UPDATE p SET f2 = f2 + 1 RETURNING f1, f2;

In p, the RETURNING list refers to Vars (physical columns) 1 and 2,
but for c it's got to refer to columns 1 and 3, because f2 is not at
the same physical column number in the child (fc got there first).

The planner already contains sufficient mechanism to deal with this
translation (that's why it works now without RETURNING) ... the problem
is just how are we going to pass the translated RETURNING targetlists
over to the executor? The patch-as-submitted assumes it can use the
original (parent-relative) list that's in the Query node, but that
obviously doesn't work for the children.

One place we could put the converted RETURNING lists is into the plan
nodes that scan the individual child tables, but it looks to me like
this would require adding support for a second targetlist to *every*
plan node type, which seems like a lot of usually-useless overhead.
I agree with Jonah's original design decision that we want to restrict
the executor's knowledge of RETURNING to the top level in execMain.
So that seems to mean we need to have a list of RETURNING lists, one
per result relation, somewhere outside the plan tree; and now we have to
figure out exactly how the planner is going to pass this list over to
the executor.

What I'm going to do as a stopgap solution to get the patch committed
is to add an additional field to Query, similar to the resultRelations
list, but this seems fairly bletcherous as a long-term representation.

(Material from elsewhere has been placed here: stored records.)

//! FITS container support for HEALPix maps.
//!
//! Only what sky maps need is implemented: header cards, HDU layout,
//! binary table columns of real types, and a single-table map writer.
//!
//! ```ignore
//! use skymesh::fits::{FitsFile, ColumnRef};
//!
//! let fits = FitsFile::open("COM_CMB_IQU-smica_2048_R3.00_full.fits")?;
//! let (name, map) = fits.read_map(&ColumnRef::from("I_STOKES"))?;
//! println!("{name}: nside {} {}", map.nside(), map.ordering());
//! ```

pub mod format;
mod header;
mod map;
mod reader;
mod table;

pub use header::{Card, Header, Value};
pub use map::*;
pub use reader::{FitsFile, Hdu, HduKind};
pub use table::{BinTable, Column, ColumnRef};
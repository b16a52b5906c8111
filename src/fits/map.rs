//! HEALPix maps stored as FITS binary tables.
//!
//! A map is a column of the first `BINTABLE` extension. Large maps are
//! usually written with a repeat count (e.g. `1024E`), in which case pixel
//! `p` is element `p % repeat` of row `p / repeat`.

use std::fs::File;
use std::io::{BufWriter, Write};
use std::path::Path;

use byteorder::{BigEndian, WriteBytesExt};
use tracing::{debug, info, warn};

use crate::healpix::{is_unseen, Healpix, Ordering, SkyMap, UNSEEN};
use crate::util::{Error, Result};
use super::format::{padded_len, ColumnType, TForm};
use super::header::{Card, Header, Value};
use super::reader::FitsFile;
use super::table::{BinTable, ColumnRef};

/// Largest repeat count used when writing map columns.
const WRITE_REPEAT: usize = 1024;

/// HEALPix keywords of a map table.
#[derive(Clone, Debug, PartialEq)]
pub struct MapInfo {
    pub nside: u32,
    pub ordering: Ordering,
    /// `TTYPEn` of every column.
    pub columns: Vec<String>,
    pub coordsys: Option<String>,
}

fn ordering_of(header: &Header) -> Result<Ordering> {
    match header.get_str("ORDERING") {
        Some(s) => s.parse(),
        None => {
            warn!("no ORDERING keyword, assuming RING");
            Ok(Ordering::Ring)
        }
    }
}

fn check_indexing(header: &Header) -> Result<()> {
    match header.get_str("INDXSCHM") {
        Some(s) if s.eq_ignore_ascii_case("EXPLICIT") => Err(Error::UnsupportedFormat(
            "explicit (cut-sky) pixel indexing".into(),
        )),
        _ => Ok(()),
    }
}

fn nside_of(table: &BinTable<'_>, npix: usize) -> Result<u32> {
    match table.header().get_int("NSIDE") {
        Some(ns) => u32::try_from(ns).map_err(|_| Error::InvalidNside(ns.unsigned_abs())),
        None => Healpix::nside_for(npix as u64)
            .ok_or_else(|| Error::header(format!("no NSIDE and {npix} is not 12 * nside^2"))),
    }
}

impl FitsFile {
    /// Resolution, ordering and columns of the map table.
    pub fn map_info(&self) -> Result<MapInfo> {
        let table = self.first_bintable()?;
        let header = table.header();
        let columns: Vec<String> = table.columns().iter().map(|c| c.name.clone()).collect();
        let npix = table
            .columns()
            .first()
            .map(|c| table.column_len(c))
            .unwrap_or(0);
        Ok(MapInfo {
            nside: nside_of(&table, npix)?,
            ordering: ordering_of(header)?,
            columns,
            coordsys: header.get_str("COORDSYS").map(str::to_string),
        })
    }

    /// Read one map column.
    ///
    /// NaNs and values equal to `BAD_DATA` become [`UNSEEN`]. Returns the
    /// resolved column name with the map.
    pub fn read_map(&self, column: &ColumnRef) -> Result<(String, SkyMap)> {
        let table = self.first_bintable()?;
        let header = table.header();
        check_indexing(header)?;
        let ordering = ordering_of(header)?;

        let col = table.column(column)?;
        let mut values = table.read_column(col)?;
        let nside = nside_of(&table, values.len())?;

        let bad = header.get_float("BAD_DATA");
        let mut masked = 0usize;
        for v in values.iter_mut() {
            let is_bad = v.is_nan() || bad.is_some_and(|b| *v == b || (is_unseen(b) && is_unseen(*v)));
            if is_bad {
                *v = UNSEEN;
                masked += 1;
            }
        }
        debug!(column = %col.name, nside, %ordering, masked, "read map column");

        let map = SkyMap::new(nside, ordering, values)?;
        Ok((col.name.clone(), map))
    }
}

/// Read one map column from a file.
pub fn read_map(path: impl AsRef<Path>, column: &ColumnRef) -> Result<SkyMap> {
    Ok(FitsFile::open(path)?.read_map(column)?.1)
}

/// Encode maps as a FITS file: empty primary HDU plus one `BINTABLE`
/// with a `D` column per map.
///
/// All maps must share nside and ordering.
pub fn map_to_bytes(maps: &[(&str, &SkyMap)], unit: Option<&str>) -> Result<Vec<u8>> {
    let (_, first) = maps
        .first()
        .ok_or_else(|| Error::other("no maps to write"))?;
    let (nside, ordering, npix) = (first.nside(), first.ordering(), first.len());
    for (name, m) in maps {
        if m.nside() != nside || m.ordering() != ordering {
            return Err(Error::other(format!(
                "map {name} is nside {} {}, expected nside {nside} {ordering}",
                m.nside(),
                m.ordering()
            )));
        }
    }

    let repeat = if npix % WRITE_REPEAT == 0 { WRITE_REPEAT } else { 1 };
    let nrows = npix / repeat;
    let form = TForm::new(repeat, ColumnType::Float64);
    let row_len = form.byte_width()? * maps.len();

    let mut primary = Header::new();
    primary
        .set("SIMPLE", Value::Logical(true), "conforms to FITS standard")
        .set("BITPIX", Value::Integer(8), "")
        .set("NAXIS", Value::Integer(0), "")
        .set("EXTEND", Value::Logical(true), "");

    let mut ext = Header::new();
    ext.set("XTENSION", Value::Str("BINTABLE".into()), "binary table extension")
        .set("BITPIX", Value::Integer(8), "")
        .set("NAXIS", Value::Integer(2), "")
        .set("NAXIS1", Value::Integer(row_len as i64), "bytes per row")
        .set("NAXIS2", Value::Integer(nrows as i64), "rows")
        .set("PCOUNT", Value::Integer(0), "")
        .set("GCOUNT", Value::Integer(1), "")
        .set("TFIELDS", Value::Integer(maps.len() as i64), "");
    for (i, (name, _)) in maps.iter().enumerate() {
        let n = i + 1;
        ext.push(Card::new(format!("TTYPE{n}"), Value::Str(name.to_string())));
        ext.push(Card::new(format!("TFORM{n}"), Value::Str(form.to_string())));
        if let Some(unit) = unit {
            ext.push(Card::new(format!("TUNIT{n}"), Value::Str(unit.to_string())));
        }
    }
    ext.set("PIXTYPE", Value::Str("HEALPIX".into()), "HEALPIX pixelisation")
        .set("ORDERING", Value::Str(ordering.as_str().into()), "pixel ordering scheme")
        .set("NSIDE", Value::Integer(nside as i64), "resolution parameter")
        .set("FIRSTPIX", Value::Integer(0), "")
        .set("LASTPIX", Value::Integer(npix as i64 - 1), "")
        .set("INDXSCHM", Value::Str("IMPLICIT".into()), "indexing")
        .set("OBJECT", Value::Str("FULLSKY".into()), "")
        .set("BAD_DATA", Value::Float(UNSEEN), "sentinel value for missing pixels");

    let mut out = primary.to_bytes()?;
    out.extend_from_slice(&ext.to_bytes()?);

    let data_start = out.len();
    for row in 0..nrows {
        for (_, m) in maps {
            for &v in &m.values()[row * repeat..(row + 1) * repeat] {
                out.write_f64::<BigEndian>(v)?;
            }
        }
    }
    let data_len = out.len() - data_start;
    out.resize(data_start + padded_len(data_len), 0);
    Ok(out)
}

/// Write maps to a FITS file (see [`map_to_bytes`]).
pub fn write_maps(path: impl AsRef<Path>, maps: &[(&str, &SkyMap)], unit: Option<&str>) -> Result<()> {
    let path = path.as_ref();
    let bytes = map_to_bytes(maps, unit)?;
    let mut w = BufWriter::new(File::create(path)?);
    w.write_all(&bytes)?;
    w.flush()?;
    info!(path = %path.display(), columns = maps.len(), bytes = bytes.len(), "wrote FITS map");
    Ok(())
}
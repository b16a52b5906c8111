//! skymesh CLI - HEALPix meshes and map resampling.

use std::path::{Path, PathBuf};
use std::process::ExitCode;

use anyhow::{Context, Result};
use clap::{Parser, Subcommand};
use tracing::{debug, info};
use tracing_subscriber::EnvFilter;

use skymesh::export::{export_mesh, run_export, ExportConfig, ExportReport, DEFAULT_SCALE};
use skymesh::fits::{ColumnRef, FitsFile};
use skymesh::healpix::{Healpix, Ordering};
use skymesh::mesh::PixelMeshOptions;

const VERSION: &str = concat!(env!("CARGO_PKG_VERSION"), " (", env!("SKYMESH_BUILD_DATE"), ")");

/// HEALPix pixel meshes and sky map resampling.
#[derive(Parser)]
#[command(name = "skymesh", version = VERSION, about, long_about = None)]
struct Cli {
    /// More log output (-v debug, -vv trace).
    #[arg(short, long, action = clap::ArgAction::Count, global = true)]
    verbose: u8,

    /// Only log warnings and errors.
    #[arg(short, long, global = true, conflicts_with = "verbose")]
    quiet: bool,

    #[command(subcommand)]
    command: Commands,
}

#[derive(Subcommand)]
enum Commands {
    /// Show HDUs, columns and HEALPix keywords of a FITS file.
    #[command(visible_alias = "i")]
    Info {
        file: PathBuf,
    },

    /// Write the pixel-boundary mesh as OBJ.
    #[command(visible_alias = "m")]
    Mesh {
        #[arg(short, long)]
        nside: u32,

        /// Face order (RING or NESTED).
        #[arg(long, default_value = "RING")]
        ordering: Ordering,

        /// Boundary points per pixel edge.
        #[arg(short, long, default_value_t = 1)]
        step: usize,

        /// Merge vertices closer than this distance.
        #[arg(short, long)]
        weld: Option<f64>,

        #[arg(short, long, default_value = "healpix.obj")]
        output: PathBuf,
    },

    /// Resample map fields and write one sample file per field.
    #[command(visible_alias = "r")]
    Resample {
        file: PathBuf,

        #[arg(short, long)]
        nside: u32,

        /// Column name or 0-based index; repeatable. Defaults to I/Q/U Stokes.
        #[arg(short, long = "field")]
        fields: Vec<ColumnRef>,

        #[arg(long, default_value_t = DEFAULT_SCALE)]
        scale: f64,

        /// Output ordering (RING or NESTED).
        #[arg(long, default_value = "RING")]
        ordering: Ordering,

        /// Degraded pixel is UNSEEN if any child is.
        #[arg(long)]
        pessimistic: bool,

        /// Multiply values by (nside_out / nside_in)^power.
        #[arg(long, allow_negative_numbers = true)]
        power: Option<f64>,

        /// Also write the resampled maps to one FITS file.
        #[arg(long)]
        fits: Option<PathBuf>,

        /// Directory for sample files.
        #[arg(short, long, default_value = ".")]
        output: PathBuf,
    },

    /// Run a JSON export job.
    #[command(visible_alias = "e")]
    Export {
        job: PathBuf,
    },
}

fn init_logging(verbose: u8, quiet: bool) {
    let level = match (quiet, verbose) {
        (true, _) => "warn",
        (false, 0) => "info",
        (false, 1) => "debug",
        _ => "trace",
    };
    let filter = EnvFilter::try_from_env("SKYMESH_LOG")
        .unwrap_or_else(|_| EnvFilter::new(format!("skymesh={level}")));
    tracing_subscriber::fmt()
        .with_env_filter(filter)
        .with_writer(std::io::stderr)
        .with_target(false)
        .init();
}

fn main() -> ExitCode {
    let cli = Cli::parse();
    init_logging(cli.verbose, cli.quiet);

    match run(cli.command) {
        Ok(true) => ExitCode::SUCCESS,
        Ok(false) => ExitCode::FAILURE,
        Err(e) => {
            eprintln!("error: {e:#}");
            ExitCode::FAILURE
        }
    }
}

/// Returns `false` when some part of the command failed without aborting it.
fn run(command: Commands) -> Result<bool> {
    match command {
        Commands::Info { file } => cmd_info(&file).map(|_| true),
        Commands::Mesh { nside, ordering, step, weld, output } => {
            let opts = PixelMeshOptions { ordering, step };
            let stats = export_mesh(nside, &opts, weld, &output)
                .with_context(|| format!("failed to write mesh {}", output.display()))?;
            println!("{}: {} vertices, {} faces", stats.path.display(), stats.vertices, stats.faces);
            Ok(true)
        }
        Commands::Resample { file, nside, fields, scale, ordering, pessimistic, power, fits, output } => {
            let mut config = ExportConfig {
                input: Some(file),
                nside,
                ordering,
                scale,
                pessimistic,
                power,
                output_dir: output,
                fits_output: fits,
                mesh: None,
                ..Default::default()
            };
            if !fields.is_empty() {
                config.fields = fields;
            }
            let report = run_export(&config).context("resample failed")?;
            Ok(print_report(&report))
        }
        Commands::Export { job } => {
            let config = ExportConfig::load(&job)
                .with_context(|| format!("failed to load job {}", job.display()))?;
            debug!(?config, "loaded job");
            let report = run_export(&config)
                .with_context(|| format!("job {} failed", job.display()))?;
            Ok(print_report(&report))
        }
    }
}

fn cmd_info(path: &Path) -> Result<()> {
    info!(path = %path.display(), "opening");
    let fits = FitsFile::open(path).with_context(|| format!("failed to open {}", path.display()))?;

    println!("File: {}", path.display());
    println!("HDUs:");
    for hdu in fits.hdus() {
        println!(
            "  [{}] {:<10} {:<16} {} bytes",
            hdu.index,
            format!("{:?}", hdu.kind),
            hdu.name().unwrap_or("-"),
            hdu.data_len()
        );
    }

    if let Ok(map) = fits.map_info() {
        let npix = Healpix::npix_for(map.nside);
        println!();
        println!("HEALPix map:");
        println!("  NSIDE:    {}", map.nside);
        println!("  ORDERING: {}", map.ordering);
        println!("  Pixels:   {}", npix);
        if let Some(coordsys) = &map.coordsys {
            println!("  COORDSYS: {}", coordsys);
        }
        println!("  Columns:");
        for (i, name) in map.columns.iter().enumerate() {
            println!("    {i}: {name}");
        }
    }
    Ok(())
}

fn print_report(report: &ExportReport) -> bool {
    for field in &report.fields {
        println!(
            "{}: {} pixels ({} seen) -> {}",
            field.name,
            field.npix,
            field.seen,
            field.path.display()
        );
    }
    if let Some(path) = &report.fits {
        println!("maps: {}", path.display());
    }
    if let Some(mesh) = &report.mesh {
        println!("mesh: {} vertices, {} faces -> {}", mesh.vertices, mesh.faces, mesh.path.display());
    }
    for field in &report.duplicates {
        eprintln!("skipped: {field}: column already exported");
    }
    for (field, error) in &report.failures {
        eprintln!("failed: {field}: {error}");
    }
    report.is_success()
}
//! Resample/export jobs.
//!
//! A job reads each requested field of a HEALPix FITS map, resamples it to
//! the target nside and ordering, scales it, and writes `<field>.txt` into
//! the output directory. It can also write the pixel mesh at the target
//! resolution, so face `i` of the mesh lines up with line `i` of every
//! sample file.

mod config;
mod samples;

pub use config::*;
pub use samples::*;

use std::collections::HashSet;
use std::path::{Path, PathBuf};

use tracing::{info, warn};

use crate::fits::{write_maps, ColumnRef, FitsFile};
use crate::healpix::{ud_grade, Healpix, SkyMap};
use crate::mesh::{obj, pixel_mesh, weld, PixelMeshOptions};
use crate::util::Result;

/// One exported field.
#[derive(Clone, Debug)]
pub struct FieldExport {
    /// Column name as stored in the file.
    pub name: String,
    pub path: PathBuf,
    pub npix: usize,
    /// Pixels that are not UNSEEN.
    pub seen: usize,
}

/// Mesh written by a job.
#[derive(Clone, Debug)]
pub struct MeshExport {
    pub path: PathBuf,
    pub vertices: usize,
    pub faces: usize,
}

/// Outcome of [`run_export`].
#[derive(Default, Debug)]
pub struct ExportReport {
    pub fields: Vec<FieldExport>,
    /// Requested field and error message for every field that failed.
    pub failures: Vec<(String, String)>,
    /// Requested fields naming a column that was already exported.
    pub duplicates: Vec<String>,
    pub fits: Option<PathBuf>,
    pub mesh: Option<MeshExport>,
}

impl ExportReport {
    pub fn is_success(&self) -> bool {
        self.failures.is_empty()
    }
}

/// Read, resample and scale one field.
pub fn resample_field(fits: &FitsFile, field: &ColumnRef, config: &ExportConfig) -> Result<(String, SkyMap)> {
    let (name, map) = fits.read_map(field)?;
    let mut map = ud_grade(&map, config.nside, &config.resample_options())?;
    map.scale(config.scale);
    Ok((name, map))
}

/// File name for a field's samples.
pub fn sample_file_name(field: &str) -> String {
    let stem: String = field
        .trim()
        .chars()
        .map(|c| if c.is_ascii_alphanumeric() || c == '_' || c == '-' { c } else { '_' })
        .collect();
    format!("{stem}.txt")
}

/// Build the pixel mesh at `nside`, optionally weld it, and write it as OBJ.
pub fn export_mesh(nside: u32, opts: &PixelMeshOptions, weld_tolerance: Option<f64>, path: &Path) -> Result<MeshExport> {
    let hp = Healpix::new(nside)?;
    let mut mesh = pixel_mesh(&hp, opts)?;
    if let Some(tolerance) = weld_tolerance {
        mesh = weld(&mesh, tolerance)?;
    }
    obj::save_obj(path, &mesh)?;
    Ok(MeshExport {
        path: path.to_path_buf(),
        vertices: mesh.num_vertices(),
        faces: mesh.num_faces(),
    })
}

/// Run a job.
///
/// Configuration and input-file errors abort the job. A field that cannot
/// be read, resampled or written is logged and recorded in
/// [`ExportReport::failures`]; the remaining fields are still exported.
/// A field resolving to a column (or sample file) already exported is
/// skipped and listed in [`ExportReport::duplicates`].
pub fn run_export(config: &ExportConfig) -> Result<ExportReport> {
    config.validate()?;
    let mut report = ExportReport::default();

    if let Some(input) = &config.input {
        info!(input = %input.display(), nside = config.nside, ordering = %config.ordering, "exporting fields");
        let fits = FitsFile::open(input)?;
        std::fs::create_dir_all(&config.output_dir)?;

        let mut maps = Vec::new();
        let mut files = HashSet::new();
        for field in &config.fields {
            if let Ok(column) = fits.first_bintable().and_then(|t| Ok(t.column(field)?.name.clone())) {
                if !files.insert(sample_file_name(&column)) {
                    warn!(%field, %column, "column already exported, skipping");
                    report.duplicates.push(field.to_string());
                    continue;
                }
            }
            let exported = resample_field(&fits, field, config).and_then(|(name, map)| {
                let path = config.output_dir.join(sample_file_name(&name));
                save_samples(&path, map.values())?;
                Ok((name, map, path))
            });
            match exported {
                Ok((name, map, path)) => {
                    info!(field = %name, path = %path.display(), "wrote samples");
                    report.fields.push(FieldExport {
                        name: name.clone(),
                        path,
                        npix: map.len(),
                        seen: map.num_seen(),
                    });
                    maps.push((name, map));
                }
                Err(e) => {
                    warn!(%field, error = %e, "field export failed");
                    report.failures.push((field.to_string(), e.to_string()));
                }
            }
        }

        if let Some(path) = &config.fits_output {
            if maps.is_empty() {
                warn!(path = %path.display(), "no fields exported, skipping FITS output");
            } else {
                let refs: Vec<(&str, &SkyMap)> = maps.iter().map(|(n, m)| (n.as_str(), m)).collect();
                write_maps(path, &refs, None)?;
                report.fits = Some(path.clone());
            }
        }
    }

    if let Some(job) = &config.mesh {
        let opts = PixelMeshOptions {
            ordering: config.ordering,
            step: job.step,
        };
        report.mesh = Some(export_mesh(config.nside, &opts, job.weld, &job.path)?);
    }

    info!(
        fields = report.fields.len(),
        failed = report.failures.len(),
        skipped = report.duplicates.len(),
        "export complete"
    );
    Ok(report)
}
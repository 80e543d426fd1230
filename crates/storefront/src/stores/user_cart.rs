//! Per-identity cart keys and snapshot migration.
//!
//! Each identity has a cart key, `cart_<email>` or `cart_guest`. The cart
//! store itself always persists under the shared `"cart"` key; identity keys
//! are only ever read here. When a snapshot exists under the current
//! identity's key and the cart has not hydrated yet, the resolver loads it
//! through [`CartStore::hydrate`]. At startup this only happens when the
//! shared `"cart"` key holds no usable snapshot, so a saved identity cart is
//! migrated once and the shared key wins from then on.

use std::sync::Arc;

use woodmoon_core::Email;

use super::auth::AuthStore;
use super::cart::{CartLineItem, CartSnapshot, CartStore};
use crate::storage::Storage;

/// Key prefix of identity-scoped cart snapshots.
const CART_KEY_PREFIX: &str = "cart_";

/// Cart key used when nobody is signed in.
pub const GUEST_CART_KEY: &str = "cart_guest";

/// The identity-scoped cart key for `user`.
#[must_use]
pub fn cart_key(user: Option<&Email>) -> String {
    user.map_or_else(
        || GUEST_CART_KEY.to_string(),
        |email| format!("{CART_KEY_PREFIX}{email}"),
    )
}

/// Combines the auth and cart stores into the cart view of the current identity.
#[derive(Clone)]
pub struct UserCartResolver {
    auth: AuthStore,
    cart: CartStore,
    storage: Arc<dyn Storage>,
}

impl std::fmt::Debug for UserCartResolver {
    fn fmt(&self, f: &mut std::fmt::Formatter<'_>) -> std::fmt::Result {
        f.debug_struct("UserCartResolver")
            .field("key", &self.key())
            .field("cart", &self.cart)
            .finish_non_exhaustive()
    }
}

impl UserCartResolver {
    #[must_use]
    pub const fn new(auth: AuthStore, cart: CartStore, storage: Arc<dyn Storage>) -> Self {
        Self {
            auth,
            cart,
            storage,
        }
    }

    /// The cart key of the currently signed-in identity.
    #[must_use]
    pub fn key(&self) -> String {
        cart_key(self.auth.user().as_ref())
    }

    /// Return the live cart, first migrating the identity's saved snapshot
    /// into it if the cart has not hydrated yet.
    ///
    /// Missing, unreadable or unrecognised snapshots leave the cart as is.
    pub fn resolve(&self) -> &CartStore {
        if !self.cart.has_hydrated() {
            let key = self.key();
            if let Some(items) = self.saved_items(&key) {
                tracing::debug!(key = %key, items = items.len(), "Migrating saved cart");
                self.cart.hydrate(CartSnapshot::from(items));
            }
        }
        &self.cart
    }

    /// The auth store this resolver keys on.
    #[must_use]
    pub const fn auth(&self) -> &AuthStore {
        &self.auth
    }

    fn saved_items(&self, key: &str) -> Option<Vec<CartLineItem>> {
        let raw = match self.storage.get_item(key) {
            Ok(raw) => raw?,
            Err(e) => {
                tracing::debug!(key = %key, error = %e, "Cannot read saved cart");
                return None;
            }
        };

        let value: serde_json::Value = serde_json::from_str(&raw)
            .inspect_err(|e| tracing::debug!(key = %key, error = %e, "Saved cart is not JSON"))
            .ok()?;

        let cart = value.pointer("/state/cart")?;
        serde_json::from_value(cart.clone())
            .inspect_err(|e| tracing::debug!(key = %key, error = %e, "Saved cart has no usable items"))
            .ok()
    }
}
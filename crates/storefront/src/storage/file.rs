//! Directory-backed storage backend.

use std::fs;
use std::io::ErrorKind;
use std::path::PathBuf;

use super::{Storage, StorageError};

/// Extension of the files holding stored values.
const FILE_EXTENSION: &str = "json";

/// Durable storage keeping one file per key in a directory.
///
/// File names are the URL-encoded key, so identity-scoped keys such as
/// `cart_a@x.com` map to `cart_a%40x.com.json`. Writes land in a temporary
/// sibling file first and are renamed into place.
#[derive(Debug, Clone)]
pub struct FileStorage {
    dir: PathBuf,
}

impl FileStorage {
    /// Open storage rooted at `dir`, creating the directory if needed.
    ///
    /// # Errors
    ///
    /// Returns `StorageError::Io` if the directory cannot be created.
    pub fn open(dir: impl Into<PathBuf>) -> Result<Self, StorageError> {
        let dir = dir.into();
        fs::create_dir_all(&dir).map_err(|source| StorageError::Io {
            key: String::new(),
            source,
        })?;
        tracing::debug!(dir = %dir.display(), "Opened file storage");
        Ok(Self { dir })
    }

    fn path_for(&self, key: &str) -> Result<PathBuf, StorageError> {
        if key.is_empty() {
            return Err(StorageError::InvalidKey(key.to_owned()));
        }
        let file_name = format!("{}.{FILE_EXTENSION}", urlencoding::encode(key));
        Ok(self.dir.join(file_name))
    }
}

impl Storage for FileStorage {
    fn get_item(&self, key: &str) -> Result<Option<String>, StorageError> {
        let path = self.path_for(key)?;
        match fs::read_to_string(&path) {
            Ok(contents) => Ok(Some(contents)),
            Err(e) if e.kind() == ErrorKind::NotFound => Ok(None),
            Err(source) => Err(StorageError::Io {
                key: key.to_owned(),
                source,
            }),
        }
    }

    fn set_item(&self, key: &str, value: &str) -> Result<(), StorageError> {
        let path = self.path_for(key)?;
        let tmp_path = path.with_extension(format!("{FILE_EXTENSION}.tmp"));
        let io_err = |source| StorageError::Io {
            key: key.to_owned(),
            source,
        };

        fs::write(&tmp_path, value).map_err(io_err)?;
        fs::rename(&tmp_path, &path).map_err(io_err)
    }

    fn remove_item(&self, key: &str) -> Result<(), StorageError> {
        let path = self.path_for(key)?;
        match fs::remove_file(&path) {
            Err(e) if e.kind() != ErrorKind::NotFound => Err(StorageError::Io {
                key: key.to_owned(),
                source: e,
            }),
            _ => Ok(()),
        }
    }
}
//! Durable client storage.
//!
//! A flat string key-value space shared by every store, mirroring the
//! browser's `localStorage`: each store writes one JSON document under its
//! own key. There is no locking across processes; the last write wins.
//!
//! # Backends
//!
//! - [`FileStorage`] - one JSON file per key in a directory (survives restarts)
//! - [`MemoryStorage`] - in-process map (tests, throwaway sessions)

mod file;
mod memory;

pub use file::FileStorage;
pub use memory::MemoryStorage;

use thiserror::Error;

/// Errors raised by a storage backend.
#[derive(Debug, Error)]
pub enum StorageError {
    /// Reading or writing the backing medium failed.
    #[error("storage I/O error for key '{key}': {source}")]
    Io {
        key: String,
        #[source]
        source: std::io::Error,
    },

    /// The key cannot be stored by this backend.
    #[error("invalid storage key: {0:?}")]
    InvalidKey(String),
}

/// Synchronous string key-value storage.
///
/// Implementations must be safe to share between every store of one
/// application (`Send + Sync`), and removing an absent key is not an error.
pub trait Storage: Send + Sync {
    /// Read the value stored under `key`, or `None` if absent.
    ///
    /// # Errors
    ///
    /// Returns `StorageError` if the backend cannot be read.
    fn get_item(&self, key: &str) -> Result<Option<String>, StorageError>;

    /// Store `value` under `key`, replacing any previous value.
    ///
    /// # Errors
    ///
    /// Returns `StorageError` if the backend cannot be written.
    fn set_item(&self, key: &str, value: &str) -> Result<(), StorageError>;

    /// Delete the value under `key`.
    ///
    /// # Errors
    ///
    /// Returns `StorageError` if the backend cannot be written.
    fn remove_item(&self, key: &str) -> Result<(), StorageError>;
}
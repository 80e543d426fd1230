//! Tracing and Sentry setup.

use sentry::integrations::tracing as sentry_tracing;
use tracing_subscriber::{layer::SubscriberExt, util::SubscriberInitExt};
use woodmoon_core::Email;
use woodmoon_storefront::config::StorefrontConfig;

/// Initialize Sentry error tracking and return guard that must be kept alive.
pub fn init_sentry(config: &StorefrontConfig) -> Option<sentry::ClientInitGuard> {
    let dsn = config.sentry_dsn.as_ref()?;

    let guard = sentry::init((
        dsn.as_str(),
        sentry::ClientOptions {
            release: sentry::release_name!(),
            environment: config
                .sentry_environment
                .clone()
                .map(std::borrow::Cow::Owned),
            attach_stacktrace: true,
            ..Default::default()
        },
    ));

    Some(guard)
}

/// Filter tracing events to Sentry event types.
fn sentry_event_filter(metadata: &tracing::Metadata<'_>) -> sentry_tracing::EventFilter {
    match *metadata.level() {
        tracing::Level::ERROR | tracing::Level::WARN => sentry_tracing::EventFilter::Event,
        tracing::Level::INFO | tracing::Level::DEBUG => sentry_tracing::EventFilter::Breadcrumb,
        _ => sentry_tracing::EventFilter::Ignore,
    }
}

/// Initialize tracing with `EnvFilter` and the Sentry layer.
///
/// Defaults to info level for our crates if `RUST_LOG` is not set. The
/// Sentry layer is inert when Sentry was not initialized.
pub fn init_tracing() {
    let env_filter = tracing_subscriber::EnvFilter::try_from_default_env()
        .unwrap_or_else(|_| "woodmoon_storefront=info,woodmoon_cli=info,woodmoon=info".into());

    let _ = tracing_subscriber::registry()
        .with(env_filter)
        .with(tracing_subscriber::fmt::layer().with_target(false))
        .with(sentry_tracing::layer().event_filter(sentry_event_filter))
        .try_init();
}

/// Associate Sentry events with the signed-in user, or clear the association.
pub fn sync_sentry_user(user: Option<&Email>) {
    sentry::configure_scope(|scope| {
        scope.set_user(user.map(|email| sentry::User {
            email: Some(email.to_string()),
            ..Default::default()
        }));
    });
}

I'm thinking it might be time to adopt the "TopPlan" concept that Vadim
foresaw years ago (there are still a few comments about it in the source
code). That is, invent a specialized struct type that carries all the
info the planner needs to pass to the executor, and stop passing struct
Query to the executor at all. A quick pass through the sources says
that the fields needed would be

Plan tree root
rtable list
into, intoOptions, intoOnCommit, intoTableSpaceName
(probably should combine these into a new sub-node type)
resultRelation, resultRelations (possibly fold together?)
rowMarks
new list of RETURNING targetlists

I'm not sure I like the name TopPlan, because that seems to imply that
the node type "IsA" Plan node, which it isn't. Maybe PlannerResult?
Alternatively we could make the existing QueryDesc struct serve this
purpose, but QueryDesc carries a number of fields that are determined
at executor start time not plan time, so that doesn't seem quite right
either.

Aside from fixing the immediate ugliness with RETURNING, this would be
one more small step towards restructuring the planner to not modify its
input data structures, which is something I've had a bee in my bonnet
about for a long time. There are way too many places that currently
have to work around that scribble-on-the-input habit by brute-force
means like copying entire query trees. That won't get fixed for 8.2,
for sure, but putting a TopPlan node in place could get done.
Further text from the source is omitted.